È sempre Lighthouse a segnalare se sulla pagina ci sono eventuali risorse CSS o JavaScript che possono essere minimizzate: se opportuno, si procede alla minification, un processo di rimozione degli spazi bianchi e di qualsiasi codice non necessario per creare un file di codice più piccolo ma perfettamente valido.
La compressione dei dati funziona attraverso un algoritmo che appunto comprime le risorse e i file possono essere limitati in modo dinamico o statico: entrambi gli approcci hanno dei vantaggi e degli svantaggi e quindi si può usare quello più adatto alle proprie esigenze.

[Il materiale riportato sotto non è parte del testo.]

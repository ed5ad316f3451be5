//! Error types for the User service.
//!
//! This module defines the central `Error` enum returned by resource
//! operations. It implements `From<Error>` for `tonic::Status` so handlers can
//! propagate with `?` and clients receive the standard gRPC status code. The
//! HTTP gateway maps those codes onward to HTTP statuses.
//!
//! ## Error Cases
//! - `NotFound`: No user exists with the requested identifier.
//! - `InvalidArgument`: The request was malformed (e.g. a bad identifier).
//! - `Internal`: The datastore or another dependency failed.
//! - `Unavailable`: The service is shutting down or its datastore is closed.

use tonic::Status;

pub type Result<T> = core::result::Result<T, Error>;

/// Unified request-level error type.
#[derive(Clone, thiserror::Error, Debug, PartialEq, Eq)]
pub enum Error {
    /// The requested user does not exist.
    #[error("user not found")]
    NotFound,

    /// The client request was invalid.
    #[error("Invalid request: {reason}")]
    InvalidArgument { reason: String },

    /// A dependency failed while serving the request.
    #[error("Internal error: {context}")]
    Internal { context: String },

    /// The service cannot take requests right now.
    #[error("Service unavailable: {reason}")]
    Unavailable { reason: String },
}

impl From<Error> for Status {
    fn from(err: Error) -> Self {
        match err {
            Error::NotFound => Status::not_found("user not found"),
            Error::InvalidArgument { reason } => Status::invalid_argument(reason),
            Error::Internal { context } => Status::internal(context),
            Error::Unavailable { reason } => Status::unavailable(reason),
        }
    }
}

#[cfg(test)]
mod tests {
    use super::*;
    use tonic::Code;

    #[test]
    fn maps_to_grpc_codes() {
        assert_eq!(Status::from(Error::NotFound).code(), Code::NotFound);
        let status = Status::from(Error::InvalidArgument {
            reason: "invalid user ID".to_string(),
        });
        assert_eq!(status.code(), Code::InvalidArgument);
        assert_eq!(status.message(), "invalid user ID");
        assert_eq!(
            Status::from(Error::Internal {
                context: "failed to create user".to_string()
            })
            .code(),
            Code::Internal
        );
        assert_eq!(
            Status::from(Error::Unavailable {
                reason: "closed".to_string()
            })
            .code(),
            Code::Unavailable
        );
    }
}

Nel metodo dinamico, le risorse sono compresse al volo quando vengono richieste dal browser: questo può essere più semplice rispetto a processi manuali o di compilazione, ma può causare ritardi se si utilizzano livelli di compressione elevati. La compressione statica riduce e salva le risorse in anticipo: il processo di compilazione può essere più lungo, ma non ci saranno ritardi quando il browser recupera la risorsa compressa.
Un codice moderno per i browser moderni
Costruire siti Web che funzionano bene su tutti i principali browser è un principio fondamentale di un ecosistema web aperto, scrive Houssein Djirdeh: questo implica un lavoro ulteriore per garantire che tutto il codice scritto sia supportato in ciascun browser da scegliere come target. In termini pratici, chi desidera utilizzare le nuove funzionalità del linguaggio JavaScript deve necessariamente trascrivere tali feature in formati retro-compatibili per i browser che non le supportano ancora.
Uno strumento che permette di compilare il codice che contiene una sintassi più recente in codice comprensibile per browser e ambienti diversi è Babel, il cui contraltare si chiama Lebab (appunto Babel scritto al contrario), che è una libreria separata che converte il codice più vecchio in una sintassi più recente.